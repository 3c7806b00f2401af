//! Connectivity health service
//!
//! Runs the probe cycles on their own task, independent of the signaling
//! transport, and reports health changes to the dispatch loop.

use crate::application::runtime::Input;
use crate::config::ConnectivityConfig;
use crate::domain::connection::{
    ConnectivityProbe, HealthMonitor, HealthSignal, HealthTier, ProbeClass, ProbeCycle,
};
use futures::future::{select_ok, BoxFuture, FutureExt};
use rand::seq::SliceRandom;
use std::sync::Arc;
use std::time::Duration;
use tokio::sync::mpsc;
use tokio::task::JoinHandle;
use tokio::time::{sleep, timeout};
use tracing::{debug, info};

pub struct HealthService {
    probe: Arc<dyn ConnectivityProbe>,
    config: ConnectivityConfig,
    monitor: HealthMonitor,
}

impl HealthService {
    pub fn new(probe: Arc<dyn ConnectivityProbe>, config: ConnectivityConfig) -> Self {
        let monitor = HealthMonitor::new(config.healthy_interval(), config.degraded_interval());
        Self {
            probe,
            config,
            monitor,
        }
    }

    pub fn tier(&self) -> HealthTier {
        self.monitor.tier()
    }

    /// Probe both classes once. Returns the new signal when it changed.
    pub async fn run_cycle(&mut self) -> Option<HealthSignal> {
        let internet = self.config.internet_probe_urls.clone();
        let signaling = self.config.signaling_probe_urls.clone();

        let (internet_reachable, signaling_reachable) = futures::join!(
            self.probe_class(ProbeClass::Internet, internet),
            self.probe_class(ProbeClass::Signaling, signaling),
        );

        let cycle = ProbeCycle {
            internet_reachable,
            signaling_reachable,
        };
        debug!("Probe cycle {:?}", cycle);
        self.monitor.record_cycle(cycle)
    }

    /// A class is reachable when any of its targets answers in time
    async fn probe_class(&self, class: ProbeClass, mut targets: Vec<String>) -> bool {
        if targets.is_empty() {
            return false;
        }
        targets.shuffle(&mut rand::thread_rng());

        let limit = self.config.probe_timeout();
        let checks: Vec<BoxFuture<'_, Result<(), String>>> = targets
            .into_iter()
            .map(|target| {
                let probe = Arc::clone(&self.probe);
                async move { check_one(probe, class, target, limit).await }.boxed()
            })
            .collect();

        select_ok(checks).await.is_ok()
    }

    /// Run cycles forever on the cadence of the current tier
    pub fn spawn(mut self, inputs: mpsc::Sender<Input>) -> JoinHandle<()> {
        tokio::spawn(async move {
            info!("Connectivity monitor started");
            loop {
                if let Some(signal) = self.run_cycle().await {
                    if inputs.send(Input::Health(signal)).await.is_err() {
                        debug!("Dispatch loop gone, stopping connectivity monitor");
                        break;
                    }
                }
                sleep(self.monitor.next_delay()).await;
            }
        })
    }
}

async fn check_one(
    probe: Arc<dyn ConnectivityProbe>,
    class: ProbeClass,
    target: String,
    limit: Duration,
) -> Result<(), String> {
    match timeout(limit, probe.check(class, &target)).await {
        Ok(Ok(())) => Ok(()),
        Ok(Err(e)) => {
            debug!("{:?} probe {} failed: {}", class, target, e);
            Err(e.to_string())
        }
        Err(_) => {
            debug!("{:?} probe {} timed out", class, target);
            Err(format!("{} timed out", target))
        }
    }
}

REQUIRED ACTION
Would you please give the number of lines in this material containing the string "loop", with no further text?

ANSWER SPACE
3